O tempo passou como um traque para o Ferreira. Mal podia acreditar que há exatos vinte anos entrou para aquela repartição e que sua vida nunca mais seria a mesma. Se antes nada fazia, após esse dia continuou não fazendo nada, só que recebendo salário! Realmente um progresso…

Mas as Parcas já rondavam seu jardim, à espreita do melhor momento para levá-lo deste mundo. Certamente ninguém daria por falta do Ferreira, mas, sacumé, não se pode sair assim, sem avisar. Seria, no mínimo, falta de educação. Decidiu fazer um testamento, aproveitando os intervalos disponíveis entre um ócio e outro lá na repartição:

– Às futuras gerações, deixarei tudo de bom que produzi na vida!

Após a crise de gargalhada, Ferreira relê o papel. Outra crise ao chegar na palavra “produzi”:

– Deixo minha gaveta impoluta, pois nunca encontrei a chave, razão pela qual não juntou poeira. Meus carimbos de “ciente”, “nada consta” e “publique-se e cumpra-se”. Meu guichê, eternamente à espera de minha barriga, onde jamais a encostei…

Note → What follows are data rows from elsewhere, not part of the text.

pub mod backfill;
pub mod config;
pub mod export;
pub mod ingest;
pub mod list;
pub mod period;
pub mod phase;
pub mod plot;
pub mod report;

use std::path::{Path, PathBuf};
use std::sync::Mutex;

use anyhow::{Context as _, Result};
use indicatif::{ProgressBar, ProgressStyle};
use satphot_core::config::AnalysisConfig;
use satphot_core::pipeline::{PipelineStage, ProgressReporter};
use satphot_core::store::JsonStore;

/// Settings shared by every subcommand.
pub struct Context {
    pub catalog: PathBuf,
    pub config: AnalysisConfig,
}

impl Context {
    pub fn load(catalog: PathBuf, config_path: Option<&Path>) -> Result<Self> {
        let config = match config_path {
            Some(path) => {
                let contents = std::fs::read_to_string(path)
                    .with_context(|| format!("Failed to read config {}", path.display()))?;
                toml::from_str(&contents).context("Invalid analysis config")?
            }
            None => AnalysisConfig::default(),
        };
        Ok(Self { catalog, config })
    }

    pub fn open_store(&self) -> Result<JsonStore> {
        JsonStore::open(&self.catalog)
            .with_context(|| format!("Failed to open catalog {}", self.catalog.display()))
    }
}

/// Write `contents` to `path`, or to stdout without one.
pub fn write_output(path: Option<&Path>, contents: &str) -> Result<()> {
    match path {
        Some(path) => {
            std::fs::write(path, contents)
                .with_context(|| format!("Failed to write {}", path.display()))?;
            println!("Saved to {}", path.display());
        }
        None => print!("{contents}"),
    }
    Ok(())
}

/// Drives an indicatif bar from pipeline progress, one bar per stage.
#[derive(Default)]
pub struct BarReporter {
    bar: Mutex<Option<ProgressBar>>,
}

impl BarReporter {
    pub fn new() -> Self {
        Self::default()
    }
}

impl ProgressReporter for BarReporter {
    fn begin_stage(&self, stage: PipelineStage, total_items: Option<usize>) {
        let Some(total) = total_items else {
            return;
        };
        let bar = ProgressBar::new(total as u64);
        if let Ok(style) = ProgressStyle::default_bar().template("{msg} [{bar:40}] {pos}/{len}") {
            bar.set_style(style.progress_chars("=> "));
        }
        bar.set_message(stage.to_string());
        if let Ok(mut slot) = self.bar.lock() {
            *slot = Some(bar);
        }
    }

    fn advance(&self, items_done: usize) {
        if let Ok(slot) = self.bar.lock() {
            if let Some(bar) = slot.as_ref() {
                bar.set_position(items_done as u64);
            }
        }
    }

    fn finish_stage(&self) {
        if let Ok(mut slot) = self.bar.lock() {
            if let Some(bar) = slot.take() {
                bar.finish_and_clear();
            }
        }
    }
}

Ferreira não teve filhos, apesar da vontade da mulher. Uns diziam que a culpa era dos espermatozoides; outros, da incompetência para a tarefa. No fundo, o rapaz jamais se propôs a fazer força sem levar alguma propina.

Fim do expediente e o Ferreira dá os últimos retoques em seu testamento. Escreve, rapidamente, as últimas linhas do texto, para não perder o ônibus, dobra o papel e põe no bolso. Missão cumprida!

Com seus problemas resolvidos, passam-se meses e nada do Ferreira morrer. Para passar o tempo, redige seu testamento várias vezes ao dia, em três vias carbonadas, todas elas com firma reconhecida em cartório e cinco carimbos diferentes. Esta é, sem dúvida, a época mais produtiva da vida do Ferreira, que de tão feliz, nem pensa mais em morrer.